About this exercise:
Your job is to report every line of the entries that has "CreateContainerOptions".

Stored dataset items:
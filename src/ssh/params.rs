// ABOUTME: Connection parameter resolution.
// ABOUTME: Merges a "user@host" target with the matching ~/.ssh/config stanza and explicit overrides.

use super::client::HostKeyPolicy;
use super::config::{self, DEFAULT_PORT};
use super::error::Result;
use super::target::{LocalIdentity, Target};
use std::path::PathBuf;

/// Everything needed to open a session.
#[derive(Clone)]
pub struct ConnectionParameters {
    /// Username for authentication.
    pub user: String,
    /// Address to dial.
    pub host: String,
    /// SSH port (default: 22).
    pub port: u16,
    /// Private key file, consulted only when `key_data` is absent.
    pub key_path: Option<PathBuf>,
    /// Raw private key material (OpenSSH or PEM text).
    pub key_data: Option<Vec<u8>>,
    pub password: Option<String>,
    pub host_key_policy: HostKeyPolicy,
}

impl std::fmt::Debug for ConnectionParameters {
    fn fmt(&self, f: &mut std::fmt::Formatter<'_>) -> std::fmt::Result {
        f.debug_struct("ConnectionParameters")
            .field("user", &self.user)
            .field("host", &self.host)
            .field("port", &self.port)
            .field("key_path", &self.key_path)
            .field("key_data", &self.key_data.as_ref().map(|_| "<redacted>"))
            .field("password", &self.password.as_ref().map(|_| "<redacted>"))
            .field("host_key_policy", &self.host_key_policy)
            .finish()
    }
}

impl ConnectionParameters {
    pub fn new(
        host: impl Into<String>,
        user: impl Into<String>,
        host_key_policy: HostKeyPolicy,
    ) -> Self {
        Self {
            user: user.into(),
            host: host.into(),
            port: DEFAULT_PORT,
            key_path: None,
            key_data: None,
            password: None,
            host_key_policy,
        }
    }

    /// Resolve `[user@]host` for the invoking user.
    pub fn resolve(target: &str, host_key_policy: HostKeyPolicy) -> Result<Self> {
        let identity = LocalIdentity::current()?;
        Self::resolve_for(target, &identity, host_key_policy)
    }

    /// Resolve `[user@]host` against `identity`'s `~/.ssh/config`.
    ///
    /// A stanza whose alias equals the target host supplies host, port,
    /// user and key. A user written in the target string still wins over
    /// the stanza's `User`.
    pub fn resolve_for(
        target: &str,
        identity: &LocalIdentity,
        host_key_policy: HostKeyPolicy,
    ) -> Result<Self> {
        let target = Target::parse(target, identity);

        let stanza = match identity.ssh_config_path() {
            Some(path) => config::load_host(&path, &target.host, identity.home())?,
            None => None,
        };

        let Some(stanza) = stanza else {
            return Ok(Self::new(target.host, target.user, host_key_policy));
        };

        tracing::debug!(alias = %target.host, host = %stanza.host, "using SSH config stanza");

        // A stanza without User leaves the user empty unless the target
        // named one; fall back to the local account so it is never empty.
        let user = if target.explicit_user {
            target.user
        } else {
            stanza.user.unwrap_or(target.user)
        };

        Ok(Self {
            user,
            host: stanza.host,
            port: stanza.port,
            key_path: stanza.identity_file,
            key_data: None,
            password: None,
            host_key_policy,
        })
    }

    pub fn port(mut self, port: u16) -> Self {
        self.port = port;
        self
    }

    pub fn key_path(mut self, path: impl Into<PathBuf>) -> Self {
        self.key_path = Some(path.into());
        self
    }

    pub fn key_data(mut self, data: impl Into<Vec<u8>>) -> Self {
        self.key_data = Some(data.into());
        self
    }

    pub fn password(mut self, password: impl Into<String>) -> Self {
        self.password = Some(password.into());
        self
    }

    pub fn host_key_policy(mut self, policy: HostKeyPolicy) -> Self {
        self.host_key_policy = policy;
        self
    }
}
--
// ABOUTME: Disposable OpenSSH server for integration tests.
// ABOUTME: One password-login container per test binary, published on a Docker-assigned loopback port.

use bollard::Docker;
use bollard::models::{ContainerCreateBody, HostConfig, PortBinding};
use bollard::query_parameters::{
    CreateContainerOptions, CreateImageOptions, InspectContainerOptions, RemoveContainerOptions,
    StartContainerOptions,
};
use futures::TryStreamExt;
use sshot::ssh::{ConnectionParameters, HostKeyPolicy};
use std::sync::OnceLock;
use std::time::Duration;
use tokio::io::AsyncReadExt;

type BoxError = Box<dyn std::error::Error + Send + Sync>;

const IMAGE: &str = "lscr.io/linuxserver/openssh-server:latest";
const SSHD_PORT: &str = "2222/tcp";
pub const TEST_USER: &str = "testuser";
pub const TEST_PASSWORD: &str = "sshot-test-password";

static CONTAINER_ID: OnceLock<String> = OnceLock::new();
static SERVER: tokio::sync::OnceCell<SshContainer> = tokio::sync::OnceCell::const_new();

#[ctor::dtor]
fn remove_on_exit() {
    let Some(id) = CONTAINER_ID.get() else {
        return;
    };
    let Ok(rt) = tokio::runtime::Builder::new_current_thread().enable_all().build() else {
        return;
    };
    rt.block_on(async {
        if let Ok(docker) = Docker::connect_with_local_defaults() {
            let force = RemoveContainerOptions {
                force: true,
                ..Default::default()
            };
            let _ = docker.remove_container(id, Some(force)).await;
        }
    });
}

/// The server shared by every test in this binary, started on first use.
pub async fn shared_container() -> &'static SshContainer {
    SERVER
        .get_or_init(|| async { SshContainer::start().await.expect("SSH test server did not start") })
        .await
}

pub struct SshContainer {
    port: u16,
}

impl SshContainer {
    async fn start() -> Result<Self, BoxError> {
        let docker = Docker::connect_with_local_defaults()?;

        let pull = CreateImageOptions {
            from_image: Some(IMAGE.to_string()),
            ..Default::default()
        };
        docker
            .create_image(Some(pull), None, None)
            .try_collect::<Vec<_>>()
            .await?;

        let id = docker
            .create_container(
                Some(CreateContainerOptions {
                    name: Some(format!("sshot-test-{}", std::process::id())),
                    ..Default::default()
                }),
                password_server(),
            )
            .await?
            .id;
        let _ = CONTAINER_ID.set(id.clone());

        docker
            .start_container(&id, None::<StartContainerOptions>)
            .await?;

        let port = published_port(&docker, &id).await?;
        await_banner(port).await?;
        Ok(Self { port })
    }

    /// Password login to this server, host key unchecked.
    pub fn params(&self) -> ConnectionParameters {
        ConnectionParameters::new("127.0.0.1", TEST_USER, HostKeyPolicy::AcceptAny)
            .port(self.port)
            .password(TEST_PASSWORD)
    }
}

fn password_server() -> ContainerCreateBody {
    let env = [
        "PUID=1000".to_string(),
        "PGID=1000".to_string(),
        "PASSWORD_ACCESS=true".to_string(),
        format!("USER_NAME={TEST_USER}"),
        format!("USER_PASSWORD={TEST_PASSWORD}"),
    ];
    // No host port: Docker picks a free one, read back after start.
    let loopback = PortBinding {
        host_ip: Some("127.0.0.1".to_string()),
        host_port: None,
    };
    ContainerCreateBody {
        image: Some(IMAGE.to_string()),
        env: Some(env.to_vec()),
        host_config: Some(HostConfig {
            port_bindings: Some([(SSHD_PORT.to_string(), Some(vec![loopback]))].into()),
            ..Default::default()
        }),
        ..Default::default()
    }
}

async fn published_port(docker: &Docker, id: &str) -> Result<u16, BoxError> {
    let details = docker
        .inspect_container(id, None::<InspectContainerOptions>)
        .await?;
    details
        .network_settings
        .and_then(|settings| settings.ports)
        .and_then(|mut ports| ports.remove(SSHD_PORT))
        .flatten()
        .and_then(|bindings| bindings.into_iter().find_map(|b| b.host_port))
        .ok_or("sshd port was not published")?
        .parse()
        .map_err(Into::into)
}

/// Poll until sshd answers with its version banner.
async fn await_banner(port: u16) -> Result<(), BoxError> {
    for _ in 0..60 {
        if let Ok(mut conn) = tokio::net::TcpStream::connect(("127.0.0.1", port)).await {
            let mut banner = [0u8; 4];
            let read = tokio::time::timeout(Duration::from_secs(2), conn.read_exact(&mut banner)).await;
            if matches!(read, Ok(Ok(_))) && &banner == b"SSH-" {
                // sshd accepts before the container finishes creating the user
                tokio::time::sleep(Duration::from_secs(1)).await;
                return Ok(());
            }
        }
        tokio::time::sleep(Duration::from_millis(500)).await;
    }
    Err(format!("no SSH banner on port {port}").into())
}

Result of the exercise:
    CreateContainerOptions, CreateImageOptions, InspectContainerOptions, RemoveContainerOptions,
                Some(CreateContainerOptions {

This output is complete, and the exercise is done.